Ementa: AGRAVO REGIMENTAL. DECISÃO MONOCRÁTICA QUE DEU PROVIMENTO PARCIAL AO APELO. JUROS REMUNERATÓRIOS. TAXA MÉDIA DE MERCADO. POSSIBILIDADE. CAPITALIZAÇÃO. AUSÊNCIA DE PREVISÃO EXPRESSA. COBRANÇA INDEVIDA. TARIFAS DE ABERTURA DE CRÉDITO E EMISSÃO DE CARNÊ – TAC E TEC. COBRANÇA. ILEGITIMIDADE. COMISSÃO DE PERMANÊNCIA. AUSÊNCIA DE PREVISÃO CONTRATUAL. EXCLUSÃO DA COBRANÇA. INVIABILIDADE. RETRATAÇÃO. DECISÃO PARCIALMENTE REFORMADA. REGIMENTAL PROVIDO EM PARTE. Não merece reparos a decisão vergastada no tocante à limitação da taxa de juros remuneratórios com base na média de mercado, pois a jurisprudência adota esta referência, por ser mais benéfica ao consumidor; em relação à capitalização mensal dos juros, uma vez que não está prevista no contrato entabulado, não sendo, portanto, admitida a sua cobrança; quanto às tarifas de abertura de crédito e de emissão de carnê -TAC e TEC, pois as cobranças só são admitidas em contratos entabulados até 30.04.2008, tendo a presente pactuação ocorrido em momento posterior.

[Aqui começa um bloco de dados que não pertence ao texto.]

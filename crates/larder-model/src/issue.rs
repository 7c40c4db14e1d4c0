//! Data quality issues collected during shaping.
//!
//! Issues are reported, never fatal: the offending rows stay in the derived
//! tables so the final report gives full visibility instead of silently
//! shrinking the output.

use std::fmt;

use serde::Serialize;

/// A single observed data quality problem.
#[derive(Debug, Clone, PartialEq, Serialize)]
#[serde(tag = "kind", rename_all = "snake_case")]
pub enum DataQualityIssue {
    /// A recipe or review references an author id with no resolvable name.
    UnresolvedAuthor { author_id: i64, relation: String },
    /// Alignment produced an ingredient name with no dimension match.
    UnresolvedIngredient { recipe_id: i64, name: String },
    /// A review was modified before it was submitted.
    ReviewDatesOutOfOrder { review_id: i64 },
}

impl fmt::Display for DataQualityIssue {
    fn fmt(&self, f: &mut fmt::Formatter<'_>) -> fmt::Result {
        match self {
            Self::UnresolvedAuthor {
                author_id,
                relation,
            } => write!(f, "{relation}: author {author_id} has no resolved name"),
            Self::UnresolvedIngredient { recipe_id, name } => {
                write!(f, "recipe {recipe_id}: ingredient {name:?} not in dimension")
            }
            Self::ReviewDatesOutOfOrder { review_id } => {
                write!(f, "review {review_id}: modified before submitted")
            }
        }
    }
}

#[cfg(test)]
mod tests {
    use super::*;

    #[test]
    fn issue_display_names_the_offending_row() {
        let issue = DataQualityIssue::UnresolvedAuthor {
            author_id: 42,
            relation: "recipes".to_string(),
        };
        assert_eq!(issue.to_string(), "recipes: author 42 has no resolved name");
    }

    #[test]
    fn issue_serializes_with_kind_tag() {
        let issue = DataQualityIssue::UnresolvedIngredient {
            recipe_id: 7,
            name: "saffron".to_string(),
        };
        let json = serde_json::to_value(&issue).unwrap();
        assert_eq!(json["kind"], "unresolved_ingredient");
        assert_eq!(json["recipe_id"], 7);
    }
}
//! Raw field normalization.
//!
//! Turns the loosely typed source columns into well-typed ones without
//! losing rows: `PT<H>H<M>M` duration strings become integer minutes,
//! timestamps are validated against the fixed source format, free text is
//! scrubbed of embedded double quotes, and the id columns are cast to
//! integers. Callers keep their input frame untouched; every normalizer
//! returns a new frame.
//!
//! A timestamp that fails the source format is a fatal
//! [`DataError::MalformedTimestamp`]; records with untrustworthy dates
//! cannot feed author resolution downstream.

use anyhow::Result;
use chrono::NaiveDateTime;
use polars::prelude::{
    AnyValue, DataFrame, DataType, IntoSeries, NamedFrom, Series, StringChunkedBuilder,
};

use larder_ingest::any_to_string;
use larder_model::DataError;

use crate::lists::row_list_values;

/// Source timestamp format; values are recorded in UTC with a literal `Z`.
const SOURCE_TIMESTAMP_FORMAT: &str = "%Y-%m-%dT%H:%M:%SZ";

/// Canonical timestamp format carried through the pipeline and into the
/// store. Fixed-width, so lexicographic order is chronological.
const CANONICAL_TIMESTAMP_FORMAT: &str = "%Y-%m-%dT%H:%M:%S";

/// Parse a `PT<H>H<M>M` duration string into integer minutes.
///
/// Either component may be missing and defaults to 0; a string with
/// neither component yields 0, not an error.
pub fn parse_duration(value: &str) -> i64 {
    let mut hours: i64 = 0;
    let mut minutes: i64 = 0;
    let mut current = String::new();
    for ch in value.trim().chars() {
        if ch.is_ascii_digit() {
            current.push(ch);
        } else {
            match ch {
                'H' => hours = current.parse().unwrap_or(0),
                'M' => minutes = current.parse().unwrap_or(0),
                _ => {}
            }
            current.clear();
        }
    }
    hours * 60 + minutes
}

/// Parse a timestamp in the fixed source format.
pub fn parse_timestamp(column: &str, value: &str) -> Result<NaiveDateTime, DataError> {
    NaiveDateTime::parse_from_str(value, SOURCE_TIMESTAMP_FORMAT).map_err(|_| {
        DataError::MalformedTimestamp {
            column: column.to_string(),
            value: value.to_string(),
        }
    })
}

/// Replace embedded double quotes with single quotes.
pub fn clean_quotes(value: &str) -> String {
    value.replace('"', "'")
}

/// Normalize the review log frame.
///
/// Validates both timestamp columns, casts the id columns to `Int64`,
/// trims author display names, and scrubs quotes from the review body.
pub fn normalize_reviews(df: &DataFrame) -> Result<DataFrame> {
    let mut out = df.clone();
    cast_int_column(&mut out, "ReviewId")?;
    cast_int_column(&mut out, "AuthorId")?;
    cast_int_column(&mut out, "RecipeId")?;
    canonicalize_timestamp_column(&mut out, "DateSubmitted")?;
    canonicalize_timestamp_column(&mut out, "DateModified")?;
    rewrite_text_column(&mut out, "AuthorName", |value| value.trim().to_string())?;
    rewrite_text_column(&mut out, "Review", clean_quotes)?;
    Ok(out)
}

/// Normalize the recipe catalog frame.
///
/// Durations become integer minutes, the publish timestamp is validated,
/// the id columns are cast, instruction steps are flattened to one text,
/// and free-text fields are scrubbed of quotes.
pub fn normalize_recipes(df: &DataFrame) -> Result<DataFrame> {
    let mut out = df.clone();
    cast_int_column(&mut out, "RecipeId")?;
    cast_int_column(&mut out, "AuthorId")?;
    for column in ["CookTime", "PrepTime", "TotalTime"] {
        duration_column_to_minutes(&mut out, column)?;
    }
    canonicalize_timestamp_column(&mut out, "DatePublished")?;
    rewrite_text_column(&mut out, "AuthorName", |value| value.trim().to_string())?;
    flatten_instructions(&mut out, "RecipeInstructions")?;
    for column in ["Name", "Description", "RecipeServings", "RecipeYield"] {
        rewrite_text_column(&mut out, column, clean_quotes)?;
    }
    clean_list_column(&mut out, "RecipeIngredientParts")?;
    Ok(out)
}

fn cast_int_column(df: &mut DataFrame, name: &str) -> Result<()> {
    let casted = df.column(name)?.cast(&DataType::Int64)?;
    df.with_column(casted)?;
    Ok(())
}

/// Rewrite a duration string column as an `Int64` minute count.
/// Null stays null; any non-null value parses (worst case to 0).
fn duration_column_to_minutes(df: &mut DataFrame, name: &str) -> Result<()> {
    let column = df.column(name)?.clone();
    let mut minutes: Vec<Option<i64>> = Vec::with_capacity(df.height());
    for idx in 0..df.height() {
        let value = column.get(idx).unwrap_or(AnyValue::Null);
        match value {
            AnyValue::Null => minutes.push(None),
            other => minutes.push(Some(parse_duration(&any_to_string(other)))),
        }
    }
    df.with_column(Series::new(name.into(), minutes))?;
    Ok(())
}

/// Validate a timestamp column against the source format and rewrite it
/// in canonical form. Null and empty values stay null; a non-empty value
/// outside the format fails the run.
fn canonicalize_timestamp_column(df: &mut DataFrame, name: &str) -> Result<()> {
    let column = df.column(name)?.clone();
    let mut builder = StringChunkedBuilder::new(name.into(), df.height());
    for idx in 0..df.height() {
        let raw = any_to_string(column.get(idx).unwrap_or(AnyValue::Null));
        let trimmed = raw.trim();
        if trimmed.is_empty() {
            builder.append_null();
            continue;
        }
        let parsed = parse_timestamp(name, trimmed)?;
        builder.append_value(parsed.format(CANONICAL_TIMESTAMP_FORMAT).to_string());
    }
    df.with_column(builder.finish().into_series())?;
    Ok(())
}

/// Rewrite a text column value-by-value, coercing non-string values to
/// text on the way. Null stays null.
fn rewrite_text_column<F>(df: &mut DataFrame, name: &str, rewrite: F) -> Result<()>
where
    F: Fn(&str) -> String,
{
    let column = df.column(name)?.clone();
    let mut builder = StringChunkedBuilder::new(name.into(), df.height());
    for idx in 0..df.height() {
        match column.get(idx).unwrap_or(AnyValue::Null) {
            AnyValue::Null => builder.append_null(),
            other => builder.append_value(rewrite(&any_to_string(other))),
        }
    }
    df.with_column(builder.finish().into_series())?;
    Ok(())
}

/// Join list-valued instruction steps into a single space-separated text,
/// then scrub quotes. A plain string column passes through the scrub only.
fn flatten_instructions(df: &mut DataFrame, name: &str) -> Result<()> {
    let column = df.column(name)?.clone();
    if !matches!(column.dtype(), DataType::List(_)) {
        return rewrite_text_column(df, name, clean_quotes);
    }
    let mut builder = StringChunkedBuilder::new(name.into(), df.height());
    for idx in 0..df.height() {
        let steps = row_list_values(&column, idx)?;
        if steps.is_empty() {
            builder.append_null();
        } else {
            builder.append_value(clean_quotes(&steps.join(" ")));
        }
    }
    df.with_column(builder.finish().into_series())?;
    Ok(())
}

/// Scrub quotes inside every element of a list column, keeping the list
/// shape. A null list becomes an empty one; both contribute no rows when
/// exploded.
fn clean_list_column(df: &mut DataFrame, name: &str) -> Result<()> {
    let column = df.column(name)?.clone();
    if !matches!(column.dtype(), DataType::List(_)) {
        return rewrite_text_column(df, name, clean_quotes);
    }
    let mut rows: Vec<Series> = Vec::with_capacity(df.height());
    for idx in 0..df.height() {
        let values: Vec<String> = row_list_values(&column, idx)?
            .iter()
            .map(|value| clean_quotes(value))
            .collect();
        rows.push(Series::new("".into(), values));
    }
    df.with_column(Series::new(name.into(), rows.as_slice()))?;
    Ok(())
}

#[cfg(test)]
mod tests {
    use super::*;

    #[test]
    fn duration_hours_and_minutes() {
        assert_eq!(parse_duration("PT1H30M"), 90);
        assert_eq!(parse_duration("PT45M"), 45);
        assert_eq!(parse_duration("PT2H"), 120);
        assert_eq!(parse_duration(""), 0);
    }

    #[test]
    fn duration_ignores_unknown_designators() {
        assert_eq!(parse_duration("PT0S"), 0);
        assert_eq!(parse_duration("banana"), 0);
    }

    #[test]
    fn timestamp_requires_source_format() {
        assert!(parse_timestamp("DateModified", "2020-01-02T10:00:00Z").is_ok());
        let error = parse_timestamp("DateModified", "2020-01-02 10:00:00").unwrap_err();
        assert!(matches!(error, DataError::MalformedTimestamp { .. }));
    }

    #[test]
    fn quotes_become_apostrophes() {
        assert_eq!(clean_quotes(r#"a "great" cake"#), "a 'great' cake");
    }
}
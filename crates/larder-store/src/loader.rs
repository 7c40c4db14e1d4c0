//! Idempotent relational loading.
//!
//! The loader owns the store connection for the duration of the load and
//! releases it on every exit path when it drops. Each relation is written
//! in its own transaction; a failed relation rolls back, is recorded in
//! the [`LoadReport`], and does not stop the remaining relations from
//! loading.

use std::path::PathBuf;

use rusqlite::{Connection, params};
use thiserror::Error;
use tracing::{debug, info, warn};

use larder_model::{
    Author, Category, DerivedTables, FkViolation, Ingredient, Keyword, LoadReport, Recipe,
    RecipeImage, RecipeIngredient, RecipeKeyword, Review,
};

use crate::schema::TABLES;

/// Errors raised by schema management and connection handling.
/// Per-table write failures are not raised; they land in the report.
#[derive(Debug, Error)]
pub enum StoreError {
    #[error("store connection failed: {0}")]
    Connect(#[source] rusqlite::Error),

    #[error("schema statement failed: {0}")]
    Schema(#[source] rusqlite::Error),

    #[error("store query failed: {0}")]
    Query(#[source] rusqlite::Error),
}

/// Explicit store configuration; there is no ambient global state.
#[derive(Debug, Clone, Default)]
pub struct StoreConfig {
    path: Option<PathBuf>,
}

impl StoreConfig {
    /// An in-memory store, useful for tests and dry runs.
    pub fn in_memory() -> Self {
        Self { path: None }
    }

    /// A file-backed store at the given path, created if absent.
    pub fn at_path(path: impl Into<PathBuf>) -> Self {
        Self {
            path: Some(path.into()),
        }
    }

    pub fn path(&self) -> Option<&PathBuf> {
        self.path.as_ref()
    }
}

/// Dependency-ordered schema management and upsert writes against the
/// relational store.
pub struct RelationalLoader {
    conn: Connection,
}

impl RelationalLoader {
    /// Open a connection for the configured store.
    pub fn connect(config: &StoreConfig) -> Result<Self, StoreError> {
        let conn = match config.path() {
            Some(path) => {
                let conn = Connection::open(path).map_err(StoreError::Connect)?;
                conn.pragma_update(None, "journal_mode", "WAL")
                    .map_err(StoreError::Connect)?;
                conn.pragma_update(None, "synchronous", "NORMAL")
                    .map_err(StoreError::Connect)?;
                conn
            }
            None => Connection::open_in_memory().map_err(StoreError::Connect)?,
        };
        // Foreign keys are declared inline but, per the schema contract, are
        // informational at write time and surfaced after load via
        // `PRAGMA foreign_key_check`. Pin enforcement off so the bundled
        // SQLite's non-standard `SQLITE_DEFAULT_FOREIGN_KEYS=1` default does
        // not turn per-row constraint failures fatal.
        conn.pragma_update(None, "foreign_keys", "OFF")
            .map_err(StoreError::Connect)?;
        debug!(
            database = %config
                .path()
                .map(|path| path.display().to_string())
                .unwrap_or_else(|| ":memory:".to_string()),
            "store connected"
        );
        Ok(Self { conn })
    }

    /// Create all relations if absent, parent tables first.
    pub fn create_tables(&self) -> Result<(), StoreError> {
        for table in &TABLES {
            self.conn
                .execute(table.create, [])
                .map_err(StoreError::Schema)?;
        }
        debug!(tables = TABLES.len(), "schema ensured");
        Ok(())
    }

    /// Drop all relations, children first so referencing tables never
    /// outlive their parents.
    pub fn drop_tables(&self) -> Result<(), StoreError> {
        for table in TABLES.iter().rev() {
            self.conn
                .execute(&format!("DROP TABLE IF EXISTS {}", table.name), [])
                .map_err(StoreError::Schema)?;
        }
        debug!(tables = TABLES.len(), "schema dropped");
        Ok(())
    }

    /// Write every derived relation in dependency order.
    ///
    /// A failed relation is rolled back and recorded; the rest still load.
    /// The report also carries any foreign key violations found once all
    /// writes settle.
    pub fn load(&mut self, tables: &DerivedTables) -> LoadReport {
        let mut report = LoadReport::default();
        self.load_step(&mut report, "categories", |conn| {
            write_categories(conn, &tables.categories)
        });
        self.load_step(&mut report, "authors", |conn| {
            write_authors(conn, &tables.authors)
        });
        self.load_step(&mut report, "recipes", |conn| {
            write_recipes(conn, &tables.recipes)
        });
        self.load_step(&mut report, "recipe_images", |conn| {
            write_recipe_images(conn, &tables.recipe_images)
        });
        self.load_step(&mut report, "keywords", |conn| {
            write_keywords(conn, &tables.keywords)
        });
        self.load_step(&mut report, "recipe_keywords", |conn| {
            write_recipe_keywords(conn, &tables.recipe_keywords)
        });
        self.load_step(&mut report, "ingredients", |conn| {
            write_ingredients(conn, &tables.ingredients)
        });
        self.load_step(&mut report, "recipe_ingredients", |conn| {
            write_recipe_ingredients(conn, &tables.recipe_ingredients)
        });
        self.load_step(&mut report, "reviews", |conn| {
            write_reviews(conn, &tables.reviews)
        });

        match self.check_foreign_keys() {
            Ok(violations) => report.fk_violations = violations,
            Err(error) => warn!(%error, "foreign key check failed"),
        }
        info!(
            loaded = report.loaded.len(),
            failed = report.failed.len(),
            fk_violations = report.fk_violations.len(),
            "load complete"
        );
        report
    }

    fn load_step<F>(&mut self, report: &mut LoadReport, table: &str, write: F)
    where
        F: FnOnce(&mut Connection) -> rusqlite::Result<usize>,
    {
        match write(&mut self.conn) {
            Ok(rows) => {
                debug!(table, rows, "relation loaded");
                report.record_success(table, rows);
            }
            Err(error) => {
                warn!(table, %error, "relation load failed");
                report.record_failure(table, error.to_string());
            }
        }
    }

    /// Report rows violating the declared foreign keys, grouped by the
    /// referencing and referenced relation.
    pub fn check_foreign_keys(&self) -> Result<Vec<FkViolation>, StoreError> {
        let mut stmt = self
            .conn
            .prepare("PRAGMA foreign_key_check")
            .map_err(StoreError::Query)?;
        let rows = stmt
            .query_map([], |row| {
                let table: String = row.get(0)?;
                let referenced: String = row.get(2)?;
                Ok((table, referenced))
            })
            .map_err(StoreError::Query)?;

        let mut grouped: Vec<FkViolation> = Vec::new();
        for row in rows {
            let (table, referenced_table) = row.map_err(StoreError::Query)?;
            match grouped
                .iter_mut()
                .find(|v| v.table == table && v.referenced_table == referenced_table)
            {
                Some(violation) => violation.rows += 1,
                None => grouped.push(FkViolation {
                    table,
                    referenced_table,
                    rows: 1,
                }),
            }
        }
        Ok(grouped)
    }

    /// Current row count of one relation.
    pub fn table_count(&self, table: &str) -> Result<usize, StoreError> {
        self.conn
            .query_row(&format!("SELECT COUNT(*) FROM {table}"), [], |row| {
                row.get::<_, i64>(0)
            })
            .map(|count| count as usize)
            .map_err(StoreError::Query)
    }

    /// Execute a raw statement; used by tests to perturb the store.
    pub fn execute_raw(&self, sql: &str) -> Result<usize, StoreError> {
        self.conn.execute(sql, []).map_err(StoreError::Query)
    }
}

fn write_categories(conn: &mut Connection, rows: &[Category]) -> rusqlite::Result<usize> {
    let tx = conn.transaction()?;
    let mut changed = 0;
    {
        let mut stmt = tx.prepare(crate::schema::INSERT_CATEGORIES)?;
        for row in rows {
            changed += stmt.execute(params![row.category_id, row.name])?;
        }
    }
    tx.commit()?;
    Ok(changed)
}

fn write_authors(conn: &mut Connection, rows: &[Author]) -> rusqlite::Result<usize> {
    let tx = conn.transaction()?;
    let mut changed = 0;
    {
        let mut stmt = tx.prepare(crate::schema::INSERT_AUTHORS)?;
        for row in rows {
            changed += stmt.execute(params![row.author_id, row.name])?;
        }
    }
    tx.commit()?;
    Ok(changed)
}

fn write_recipes(conn: &mut Connection, rows: &[Recipe]) -> rusqlite::Result<usize> {
    let tx = conn.transaction()?;
    let mut changed = 0;
    {
        let mut stmt = tx.prepare(crate::schema::INSERT_RECIPES)?;
        for row in rows {
            changed += stmt.execute(params![
                row.recipe_id,
                row.name,
                row.author_id,
                row.cook_time,
                row.prep_time,
                row.total_time,
                row.date_published,
                row.description,
                row.category_id,
                row.nutrition.calories,
                row.nutrition.fat_content,
                row.nutrition.saturated_fat_content,
                row.nutrition.cholesterol_content,
                row.nutrition.sodium_content,
                row.nutrition.carbohydrate_content,
                row.nutrition.fiber_content,
                row.nutrition.sugar_content,
                row.nutrition.protein_content,
                row.recipe_servings,
                row.recipe_yield,
                row.recipe_instructions,
            ])?;
        }
    }
    tx.commit()?;
    Ok(changed)
}

fn write_recipe_images(conn: &mut Connection, rows: &[RecipeImage]) -> rusqlite::Result<usize> {
    let tx = conn.transaction()?;
    let mut changed = 0;
    {
        let mut stmt = tx.prepare(crate::schema::INSERT_RECIPE_IMAGES)?;
        for row in rows {
            changed += stmt.execute(params![row.recipe_id, row.image_url])?;
        }
    }
    tx.commit()?;
    Ok(changed)
}

fn write_keywords(conn: &mut Connection, rows: &[Keyword]) -> rusqlite::Result<usize> {
    let tx = conn.transaction()?;
    let mut changed = 0;
    {
        let mut stmt = tx.prepare(crate::schema::INSERT_KEYWORDS)?;
        for row in rows {
            changed += stmt.execute(params![row.keyword_id, row.keyword])?;
        }
    }
    tx.commit()?;
    Ok(changed)
}

fn write_recipe_keywords(conn: &mut Connection, rows: &[RecipeKeyword]) -> rusqlite::Result<usize> {
    let tx = conn.transaction()?;
    let mut changed = 0;
    {
        let mut stmt = tx.prepare(crate::schema::INSERT_RECIPE_KEYWORDS)?;
        for row in rows {
            changed += stmt.execute(params![row.recipe_id, row.keyword_id])?;
        }
    }
    tx.commit()?;
    Ok(changed)
}

fn write_ingredients(conn: &mut Connection, rows: &[Ingredient]) -> rusqlite::Result<usize> {
    let tx = conn.transaction()?;
    let mut changed = 0;
    {
        let mut stmt = tx.prepare(crate::schema::INSERT_INGREDIENTS)?;
        for row in rows {
            changed += stmt.execute(params![row.ingredient_id, row.name])?;
        }
    }
    tx.commit()?;
    Ok(changed)
}

fn write_recipe_ingredients(
    conn: &mut Connection,
    rows: &[RecipeIngredient],
) -> rusqlite::Result<usize> {
    let tx = conn.transaction()?;
    let mut changed = 0;
    {
        let mut stmt = tx.prepare(crate::schema::INSERT_RECIPE_INGREDIENTS)?;
        for row in rows {
            changed += stmt.execute(params![
                row.recipe_id,
                row.ingredient_id,
                row.ingredient_quantity
            ])?;
        }
    }
    tx.commit()?;
    Ok(changed)
}

fn write_reviews(conn: &mut Connection, rows: &[Review]) -> rusqlite::Result<usize> {
    let tx = conn.transaction()?;
    let mut changed = 0;
    {
        let mut stmt = tx.prepare(crate::schema::INSERT_REVIEWS)?;
        for row in rows {
            changed += stmt.execute(params![
                row.review_id,
                row.author_id,
                row.recipe_id,
                row.rating,
                row.review,
                row.date_submitted,
                row.date_modified,
            ])?;
        }
    }
    tx.commit()?;
    Ok(changed)
}
use comfy_table::modifiers::UTF8_ROUND_CORNERS;
use comfy_table::presets::UTF8_FULL_CONDENSED;
use comfy_table::{Attribute, Cell, CellAlignment, Color, ContentArrangement, Table};

use crate::types::RunResult;

/// Maximum data quality issues listed individually.
const ISSUE_DISPLAY_LIMIT: usize = 20;

pub fn print_summary(result: &RunResult) {
    println!("Database: {}", result.database);
    if result.dry_run {
        println!("Dry run: shaping only, nothing was loaded");
    }

    let mut table = Table::new();
    table.set_header(vec![
        header_cell("Relation"),
        header_cell("Derived"),
        header_cell("Loaded"),
        header_cell("Status"),
    ]);
    apply_table_style(&mut table);
    align_column(&mut table, 1, CellAlignment::Right);
    align_column(&mut table, 2, CellAlignment::Right);
    align_column(&mut table, 3, CellAlignment::Center);

    let mut total_derived = 0usize;
    for (name, derived) in &result.derived {
        total_derived += derived;
        let (loaded_cell, status_cell) = match &result.report {
            None => (dim_cell("-"), dim_cell("-")),
            Some(report) => match report.rows_for(name) {
                Some(rows) => (
                    Cell::new(rows),
                    Cell::new("ok").fg(Color::Green).add_attribute(Attribute::Bold),
                ),
                None => (
                    dim_cell("-"),
                    Cell::new("failed")
                        .fg(Color::Red)
                        .add_attribute(Attribute::Bold),
                ),
            },
        };
        table.add_row(vec![
            Cell::new(name).fg(Color::Blue),
            Cell::new(derived),
            loaded_cell,
            status_cell,
        ]);
    }
    table.add_row(vec![
        Cell::new("TOTAL")
            .fg(Color::Cyan)
            .add_attribute(Attribute::Bold),
        Cell::new(total_derived).add_attribute(Attribute::Bold),
        dim_cell("-"),
        dim_cell("-"),
    ]);
    println!("{table}");

    if let Some(report) = &result.report
        && !report.fk_violations.is_empty()
    {
        println!();
        println!("Foreign key violations:");
        for violation in &report.fk_violations {
            println!(
                "- {} row(s) in {} reference missing {} row(s)",
                violation.rows, violation.table, violation.referenced_table
            );
        }
    }

    if !result.issues.is_empty() {
        println!();
        println!("Data quality issues ({}):", result.issues.len());
        for issue in result.issues.iter().take(ISSUE_DISPLAY_LIMIT) {
            println!("- {issue}");
        }
        if result.issues.len() > ISSUE_DISPLAY_LIMIT {
            println!("  ... and {} more", result.issues.len() - ISSUE_DISPLAY_LIMIT);
        }
    }

    if !result.errors.is_empty() {
        eprintln!("Errors:");
        for error in &result.errors {
            eprintln!("- {error}");
        }
    }
}

pub fn apply_table_style(table: &mut Table) {
    table
        .load_preset(UTF8_FULL_CONDENSED)
        .apply_modifier(UTF8_ROUND_CORNERS)
        .set_content_arrangement(ContentArrangement::Dynamic)
        .set_width(100);
}

fn align_column(table: &mut Table, index: usize, alignment: CellAlignment) {
    if let Some(column) = table.column_mut(index) {
        column.set_cell_alignment(alignment);
    }
}

fn header_cell(label: &str) -> Cell {
    Cell::new(label)
        .fg(Color::Cyan)
        .add_attribute(Attribute::Bold)
}

fn dim_cell<T: ToString>(value: T) -> Cell {
    Cell::new(value).fg(Color::DarkGrey)
}
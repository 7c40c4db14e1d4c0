pub mod error;
pub mod issue;
pub mod records;
pub mod report;

pub use error::{DataError, Result};
pub use issue::DataQualityIssue;
pub use records::{
    Author, Category, DerivedTables, Ingredient, Keyword, Nutrition, Recipe, RecipeImage,
    RecipeIngredient, RecipeKeyword, Review,
};
pub use report::{FkViolation, LoadFailure, LoadReport, TableLoad};
//! Source extract readers.
//!
//! The review log ships as CSV, the recipe catalog as Parquet with its
//! list-valued columns (`Images`, `Keywords`, `RecipeIngredientParts`,
//! `RecipeIngredientQuantities`) as native list columns. Both are read
//! whole into memory; this is a full-batch pipeline.

use std::fs::File;
use std::path::Path;

use polars::prelude::{CsvReadOptions, DataFrame, ParquetReader, SerReader};
use tracing::debug;

use crate::error::{IngestError, Result};

/// Columns the review source must provide.
pub const REVIEW_COLUMNS: [&str; 8] = [
    "ReviewId",
    "AuthorId",
    "AuthorName",
    "RecipeId",
    "Rating",
    "Review",
    "DateSubmitted",
    "DateModified",
];

/// Columns the recipe source must provide.
pub const RECIPE_COLUMNS: [&str; 24] = [
    "RecipeId",
    "Name",
    "AuthorId",
    "AuthorName",
    "CookTime",
    "PrepTime",
    "TotalTime",
    "DatePublished",
    "Description",
    "RecipeCategory",
    "Calories",
    "FatContent",
    "SaturatedFatContent",
    "CholesterolContent",
    "SodiumContent",
    "CarbohydrateContent",
    "FiberContent",
    "SugarContent",
    "ProteinContent",
    "RecipeServings",
    "RecipeYield",
    "RecipeInstructions",
    "Images",
    "Keywords",
];

/// Read the review log CSV into a DataFrame.
pub fn read_reviews_csv(path: &Path) -> Result<DataFrame> {
    if !path.exists() {
        return Err(IngestError::FileNotFound {
            path: path.to_path_buf(),
        });
    }
    let df = CsvReadOptions::default()
        .with_has_header(true)
        .with_infer_schema_length(Some(100))
        .try_into_reader_with_file_path(Some(path.to_path_buf()))
        .map_err(|e| IngestError::Parse {
            path: path.to_path_buf(),
            message: e.to_string(),
        })?
        .finish()
        .map_err(|e| IngestError::Parse {
            path: path.to_path_buf(),
            message: e.to_string(),
        })?;
    require_columns(&df, &REVIEW_COLUMNS, path)?;
    debug!(
        path = %path.display(),
        rows = df.height(),
        columns = df.width(),
        "reviews read"
    );
    Ok(df)
}

/// Read the recipe catalog Parquet into a DataFrame.
pub fn read_recipes_parquet(path: &Path) -> Result<DataFrame> {
    let file = File::open(path).map_err(|source| match source.kind() {
        std::io::ErrorKind::NotFound => IngestError::FileNotFound {
            path: path.to_path_buf(),
        },
        _ => IngestError::FileOpen {
            path: path.to_path_buf(),
            source,
        },
    })?;
    let df = ParquetReader::new(file)
        .finish()
        .map_err(|e| IngestError::Parse {
            path: path.to_path_buf(),
            message: e.to_string(),
        })?;
    require_columns(&df, &RECIPE_COLUMNS, path)?;
    // The two ingredient list columns are validated separately so the
    // error names whichever one is missing.
    require_columns(
        &df,
        &["RecipeIngredientParts", "RecipeIngredientQuantities"],
        path,
    )?;
    debug!(
        path = %path.display(),
        rows = df.height(),
        columns = df.width(),
        "recipes read"
    );
    Ok(df)
}

/// Check that every required column is present, naming the first absent one.
pub fn require_columns(df: &DataFrame, columns: &[&str], path: &Path) -> Result<()> {
    for column in columns {
        if df.column(column).is_err() {
            return Err(IngestError::MissingColumn {
                column: (*column).to_string(),
                path: path.to_path_buf(),
            });
        }
    }
    Ok(())
}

De outra banda, reconsidera-se a decisão agravada, em parte, em relação à comissão de permanência, uma vez que tal encargo não foi cobrado no contrato, sendo indevida a determinação de sua exclusão.

TJ-MG - Apelação Cível AC 10024111801015001 MG (TJ-MG)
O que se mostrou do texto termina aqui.